たとえ税金や保険料の負担が増えたとしても、それ以上に手元にお金が残るようになるので、年収201万円を超えて大きく稼げるならば、年収の壁を気にせず収入を伸ばすとよいでしょう。

将来に備えて蓄えをしておけば、年金だけに頼らず、余裕のある生活を送る助けになるはずです。

働き損をしないためのポイントは?

家計をつける

(出典) pixta.jp

配偶者の扶養の範囲内で働くことを前提とした場合、働き損にならないためのポイントは何なのでしょうか?扶養から外れるつもりがないならば、税金や保険料の負担により、手取りが減ってしまう事態にならないように注意しなければいけません。

扶養内でいくらまで収入を得るべきか考える

上記の年収の壁を意識して、扶養内でいくらまで収入を上げれば損にならないか、考えてみましょう。
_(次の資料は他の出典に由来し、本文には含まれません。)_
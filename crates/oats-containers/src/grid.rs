//! Row-major addressing of 2D grids laid over flat storage.

/// Flat index of `(col, row)` in a row-major grid `column_count` wide.
#[inline]
pub const fn index_1d(col: usize, row: usize, column_count: usize) -> usize {
    col + row * column_count
}

/// Inverse of [`index_1d`]: `(col, row)` for a flat index.
///
/// # Panics
///
/// Panics if `column_count == 0`.
#[inline]
pub const fn coords_2d(index: usize, column_count: usize) -> (usize, usize) {
    (index % column_count, index / column_count)
}

#[cfg(test)]
mod tests {
    use super::*;
    use crate::FixedArray;

    #[test]
    fn first_row_is_identity() {
        assert_eq!(index_1d(0, 0, 5), 0);
        assert_eq!(index_1d(4, 0, 5), 4);
    }

    #[test]
    fn rows_advance_by_column_count() {
        assert_eq!(index_1d(0, 1, 5), 5);
        assert_eq!(index_1d(2, 3, 5), 17);
    }

    #[test]
    fn coords_invert_index() {
        for row in 0..4 {
            for col in 0..6 {
                assert_eq!(coords_2d(index_1d(col, row, 6), 6), (col, row));
            }
        }
    }

    #[test]
    fn addresses_a_fixed_grid() {
        let mut grid: FixedArray<u8, 12> = FixedArray::new();
        grid[index_1d(3, 2, 4)] = 1;
        assert_eq!(grid.as_slice().iter().position(|&c| c == 1), Some(11));
    }
}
社会保険の扶養内で収めるための上限は月8万8,000円で、税制上の扶養内でいるための上限は月16万7,500円未満です。

これらの上限を超えると税金や保険料の負担が発生するので、上限を少し超えた程度の収入では、負担分を差し引くと手取りが減ってしまう可能性があります。

パートやアルバイトの収入がいくらになるか確認した上で、働き損にならない金額に調整できないか検討しましょう。

ただし前述の通り、年収を大きく上げられる可能性があるならば、年収の壁を意識せず稼いだ方がよい可能性があります。税金や保険料の負担を加味しても手取りが大きくなるため、大きく稼げるならば、扶養の範囲内に収める必要はないでしょう。

また、厚生年金に加入できれば、保険料の負担は発生するものの、老後に受け取れる年金の額が増えるので、将来を見越して働き方や収入を考えることが重要です。

パート収入に関する年収の壁を理解しよう

電卓を見つける女性

(出典) pixta.jp

配偶者が世帯の家計を支えており、主婦(主夫)としてパート・アルバイトで働く人は、配偶者の扶養範囲内で働く場合とそうでない場合とで税金や保険料の負担が変わります。

収入が一定の範囲内なのであれば、「年収の壁」を意識することで、負担を軽減できるでしょう。

ただし、年収201万円を超えて大きく稼げる場合には、扶養から外れても収入を伸ばした方が、世帯全体の手取りが増えます。どういった働き方や収入を目指すにせよ、長期的な視点で収入の計画を立て、将来に備えることが大事です。